• HOW TO COMPLETE THIS TASK
Each line that contains the string "primitives" counts once; report how many such lines appear in the data, as a number only.

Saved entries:
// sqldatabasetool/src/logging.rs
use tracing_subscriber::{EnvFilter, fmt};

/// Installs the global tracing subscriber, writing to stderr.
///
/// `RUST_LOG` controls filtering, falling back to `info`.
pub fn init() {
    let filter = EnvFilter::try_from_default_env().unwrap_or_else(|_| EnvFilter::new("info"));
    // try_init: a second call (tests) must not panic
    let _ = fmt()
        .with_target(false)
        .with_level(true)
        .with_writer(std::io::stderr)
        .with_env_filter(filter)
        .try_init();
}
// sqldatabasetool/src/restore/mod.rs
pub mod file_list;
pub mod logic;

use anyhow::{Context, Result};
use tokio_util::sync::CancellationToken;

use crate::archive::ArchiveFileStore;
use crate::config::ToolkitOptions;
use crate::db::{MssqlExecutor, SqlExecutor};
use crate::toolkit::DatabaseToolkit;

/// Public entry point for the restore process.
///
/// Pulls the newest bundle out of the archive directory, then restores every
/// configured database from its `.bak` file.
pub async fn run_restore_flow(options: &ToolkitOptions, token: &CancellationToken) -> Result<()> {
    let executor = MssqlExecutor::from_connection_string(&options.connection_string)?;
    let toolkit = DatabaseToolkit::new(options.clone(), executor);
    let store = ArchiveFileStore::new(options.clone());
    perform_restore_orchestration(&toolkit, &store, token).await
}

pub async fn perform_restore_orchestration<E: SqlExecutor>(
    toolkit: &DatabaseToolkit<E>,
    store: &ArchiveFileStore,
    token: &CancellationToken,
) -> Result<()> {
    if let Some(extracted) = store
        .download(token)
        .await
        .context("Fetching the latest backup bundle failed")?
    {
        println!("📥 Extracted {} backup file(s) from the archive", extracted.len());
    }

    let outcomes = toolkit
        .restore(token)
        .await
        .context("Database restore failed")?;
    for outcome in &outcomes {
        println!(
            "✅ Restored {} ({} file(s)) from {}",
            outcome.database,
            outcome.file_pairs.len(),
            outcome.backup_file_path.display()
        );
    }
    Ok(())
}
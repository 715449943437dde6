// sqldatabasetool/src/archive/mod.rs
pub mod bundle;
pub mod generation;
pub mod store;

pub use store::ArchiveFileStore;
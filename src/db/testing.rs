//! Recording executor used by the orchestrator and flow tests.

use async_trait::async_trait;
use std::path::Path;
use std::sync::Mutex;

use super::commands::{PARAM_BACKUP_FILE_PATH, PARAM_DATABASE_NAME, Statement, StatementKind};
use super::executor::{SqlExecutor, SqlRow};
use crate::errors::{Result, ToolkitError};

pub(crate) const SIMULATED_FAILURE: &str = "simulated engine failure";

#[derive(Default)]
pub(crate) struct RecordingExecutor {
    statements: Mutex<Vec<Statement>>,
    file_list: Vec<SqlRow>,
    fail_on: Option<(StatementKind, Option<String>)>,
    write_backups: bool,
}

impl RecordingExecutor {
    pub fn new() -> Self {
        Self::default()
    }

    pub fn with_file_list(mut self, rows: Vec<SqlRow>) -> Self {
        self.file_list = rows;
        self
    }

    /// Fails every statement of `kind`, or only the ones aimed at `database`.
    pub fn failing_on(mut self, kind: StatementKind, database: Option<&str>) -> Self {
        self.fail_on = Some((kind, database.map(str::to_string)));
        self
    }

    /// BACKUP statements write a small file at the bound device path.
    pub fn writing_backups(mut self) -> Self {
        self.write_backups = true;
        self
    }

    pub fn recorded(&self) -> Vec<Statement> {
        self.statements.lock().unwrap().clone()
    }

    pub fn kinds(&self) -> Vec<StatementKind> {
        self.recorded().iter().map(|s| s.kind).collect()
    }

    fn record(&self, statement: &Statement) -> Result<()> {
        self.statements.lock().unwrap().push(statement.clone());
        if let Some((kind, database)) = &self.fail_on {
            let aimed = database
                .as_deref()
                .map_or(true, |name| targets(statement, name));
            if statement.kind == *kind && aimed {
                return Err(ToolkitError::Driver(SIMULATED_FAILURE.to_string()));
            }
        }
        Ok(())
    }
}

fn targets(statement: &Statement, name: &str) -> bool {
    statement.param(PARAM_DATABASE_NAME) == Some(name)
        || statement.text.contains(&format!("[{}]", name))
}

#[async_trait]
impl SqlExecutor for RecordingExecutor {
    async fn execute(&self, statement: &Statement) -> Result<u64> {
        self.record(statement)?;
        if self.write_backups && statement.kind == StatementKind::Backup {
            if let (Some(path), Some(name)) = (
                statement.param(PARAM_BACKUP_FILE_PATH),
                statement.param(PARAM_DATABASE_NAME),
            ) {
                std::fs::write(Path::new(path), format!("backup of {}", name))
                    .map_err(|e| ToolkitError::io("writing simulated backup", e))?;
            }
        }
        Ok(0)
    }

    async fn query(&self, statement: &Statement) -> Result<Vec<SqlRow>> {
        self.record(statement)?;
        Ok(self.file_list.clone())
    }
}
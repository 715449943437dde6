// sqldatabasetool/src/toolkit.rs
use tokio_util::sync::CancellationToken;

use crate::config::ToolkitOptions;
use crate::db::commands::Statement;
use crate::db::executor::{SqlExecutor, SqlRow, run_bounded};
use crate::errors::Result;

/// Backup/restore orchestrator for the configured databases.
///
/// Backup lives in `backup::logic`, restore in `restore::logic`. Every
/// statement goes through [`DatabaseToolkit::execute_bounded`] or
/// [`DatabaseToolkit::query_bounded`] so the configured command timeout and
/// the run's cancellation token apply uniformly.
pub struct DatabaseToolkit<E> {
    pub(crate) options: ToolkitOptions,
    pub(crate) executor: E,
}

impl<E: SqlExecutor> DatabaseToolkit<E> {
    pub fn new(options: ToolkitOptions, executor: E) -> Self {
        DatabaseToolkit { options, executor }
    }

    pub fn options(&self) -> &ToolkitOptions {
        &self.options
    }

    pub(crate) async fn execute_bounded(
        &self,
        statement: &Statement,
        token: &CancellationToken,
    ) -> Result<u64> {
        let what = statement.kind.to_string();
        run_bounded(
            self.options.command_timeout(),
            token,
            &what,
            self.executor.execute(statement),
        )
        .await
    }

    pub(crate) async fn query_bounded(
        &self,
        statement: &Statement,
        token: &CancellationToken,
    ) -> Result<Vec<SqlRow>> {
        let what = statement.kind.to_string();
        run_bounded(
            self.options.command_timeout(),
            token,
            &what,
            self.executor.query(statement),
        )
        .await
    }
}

==

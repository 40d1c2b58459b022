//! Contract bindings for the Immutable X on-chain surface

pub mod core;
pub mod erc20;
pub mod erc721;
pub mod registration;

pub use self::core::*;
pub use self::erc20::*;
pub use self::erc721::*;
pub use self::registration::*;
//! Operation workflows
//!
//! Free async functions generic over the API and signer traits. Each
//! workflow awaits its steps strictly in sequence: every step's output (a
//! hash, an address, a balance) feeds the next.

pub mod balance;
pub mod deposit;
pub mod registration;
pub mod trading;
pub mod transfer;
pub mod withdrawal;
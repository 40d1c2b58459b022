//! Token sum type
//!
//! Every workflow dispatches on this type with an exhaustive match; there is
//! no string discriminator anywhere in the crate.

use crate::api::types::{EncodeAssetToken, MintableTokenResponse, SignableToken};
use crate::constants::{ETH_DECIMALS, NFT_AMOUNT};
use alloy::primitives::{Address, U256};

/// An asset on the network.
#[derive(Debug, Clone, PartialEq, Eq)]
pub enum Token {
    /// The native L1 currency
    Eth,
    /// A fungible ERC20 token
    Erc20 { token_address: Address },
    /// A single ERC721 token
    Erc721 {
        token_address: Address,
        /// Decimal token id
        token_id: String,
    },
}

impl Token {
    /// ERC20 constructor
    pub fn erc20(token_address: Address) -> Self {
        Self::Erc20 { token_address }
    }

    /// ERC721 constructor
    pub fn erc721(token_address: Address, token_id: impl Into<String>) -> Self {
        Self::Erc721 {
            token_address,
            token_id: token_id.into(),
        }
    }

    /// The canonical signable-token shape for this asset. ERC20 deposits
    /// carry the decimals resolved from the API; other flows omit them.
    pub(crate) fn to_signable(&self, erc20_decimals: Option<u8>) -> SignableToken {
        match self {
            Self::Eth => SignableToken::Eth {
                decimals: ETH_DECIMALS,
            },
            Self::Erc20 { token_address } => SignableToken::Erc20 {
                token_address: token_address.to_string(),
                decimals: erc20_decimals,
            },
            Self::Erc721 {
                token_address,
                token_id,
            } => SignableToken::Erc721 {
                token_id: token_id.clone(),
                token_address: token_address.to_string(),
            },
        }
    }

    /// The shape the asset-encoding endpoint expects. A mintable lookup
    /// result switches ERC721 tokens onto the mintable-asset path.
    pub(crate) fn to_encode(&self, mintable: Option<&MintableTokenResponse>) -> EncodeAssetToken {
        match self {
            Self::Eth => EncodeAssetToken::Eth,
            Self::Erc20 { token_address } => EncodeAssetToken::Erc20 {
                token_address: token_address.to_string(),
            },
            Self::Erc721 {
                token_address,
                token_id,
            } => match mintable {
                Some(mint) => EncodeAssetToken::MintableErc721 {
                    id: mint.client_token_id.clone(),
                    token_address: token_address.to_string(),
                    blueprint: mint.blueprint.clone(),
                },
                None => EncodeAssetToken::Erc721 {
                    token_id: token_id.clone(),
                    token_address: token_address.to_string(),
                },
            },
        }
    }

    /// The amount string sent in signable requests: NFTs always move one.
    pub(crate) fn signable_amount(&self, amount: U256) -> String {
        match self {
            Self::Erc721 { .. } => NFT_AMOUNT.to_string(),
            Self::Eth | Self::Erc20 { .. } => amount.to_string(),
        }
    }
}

...

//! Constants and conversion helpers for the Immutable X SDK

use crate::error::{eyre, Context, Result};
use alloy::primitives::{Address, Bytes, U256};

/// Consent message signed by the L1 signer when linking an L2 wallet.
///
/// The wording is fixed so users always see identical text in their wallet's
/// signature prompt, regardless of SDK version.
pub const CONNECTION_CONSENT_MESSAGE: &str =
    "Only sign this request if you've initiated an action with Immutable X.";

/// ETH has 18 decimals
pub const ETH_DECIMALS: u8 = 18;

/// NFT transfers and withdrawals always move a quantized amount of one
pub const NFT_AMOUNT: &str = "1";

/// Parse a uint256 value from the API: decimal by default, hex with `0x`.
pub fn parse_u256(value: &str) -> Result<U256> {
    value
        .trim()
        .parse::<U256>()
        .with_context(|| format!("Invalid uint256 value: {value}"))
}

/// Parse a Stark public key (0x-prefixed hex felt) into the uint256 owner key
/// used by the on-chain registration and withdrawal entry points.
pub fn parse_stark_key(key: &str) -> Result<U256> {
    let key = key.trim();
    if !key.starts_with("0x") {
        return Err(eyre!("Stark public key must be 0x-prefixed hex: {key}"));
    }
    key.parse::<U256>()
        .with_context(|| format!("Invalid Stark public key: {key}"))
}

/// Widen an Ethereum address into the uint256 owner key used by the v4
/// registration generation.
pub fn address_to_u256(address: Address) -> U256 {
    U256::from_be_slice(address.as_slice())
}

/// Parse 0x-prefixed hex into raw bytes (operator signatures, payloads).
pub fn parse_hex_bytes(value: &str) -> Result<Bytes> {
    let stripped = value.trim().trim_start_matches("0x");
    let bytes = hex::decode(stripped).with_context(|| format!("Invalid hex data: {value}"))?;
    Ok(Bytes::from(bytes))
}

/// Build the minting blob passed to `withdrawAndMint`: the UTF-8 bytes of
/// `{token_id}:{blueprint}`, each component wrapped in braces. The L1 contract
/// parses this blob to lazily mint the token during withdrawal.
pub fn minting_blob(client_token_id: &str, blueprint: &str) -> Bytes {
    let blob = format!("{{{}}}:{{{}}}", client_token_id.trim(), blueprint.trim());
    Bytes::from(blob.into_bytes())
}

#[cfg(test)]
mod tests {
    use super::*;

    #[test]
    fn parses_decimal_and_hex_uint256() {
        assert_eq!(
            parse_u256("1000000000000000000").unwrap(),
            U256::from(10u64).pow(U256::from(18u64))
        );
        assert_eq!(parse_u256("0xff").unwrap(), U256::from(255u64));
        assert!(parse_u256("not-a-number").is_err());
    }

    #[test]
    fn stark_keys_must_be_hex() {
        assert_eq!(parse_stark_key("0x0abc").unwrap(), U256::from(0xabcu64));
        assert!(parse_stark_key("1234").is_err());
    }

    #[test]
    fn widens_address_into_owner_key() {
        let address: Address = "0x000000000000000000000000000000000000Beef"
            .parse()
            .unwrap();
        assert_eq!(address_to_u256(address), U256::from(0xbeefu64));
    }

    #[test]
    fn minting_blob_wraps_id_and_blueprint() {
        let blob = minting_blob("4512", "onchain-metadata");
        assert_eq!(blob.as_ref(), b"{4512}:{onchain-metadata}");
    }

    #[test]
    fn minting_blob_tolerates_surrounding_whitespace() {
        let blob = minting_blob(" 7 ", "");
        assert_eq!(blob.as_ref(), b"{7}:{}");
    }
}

• SOLUTION FOR THIS TASK
2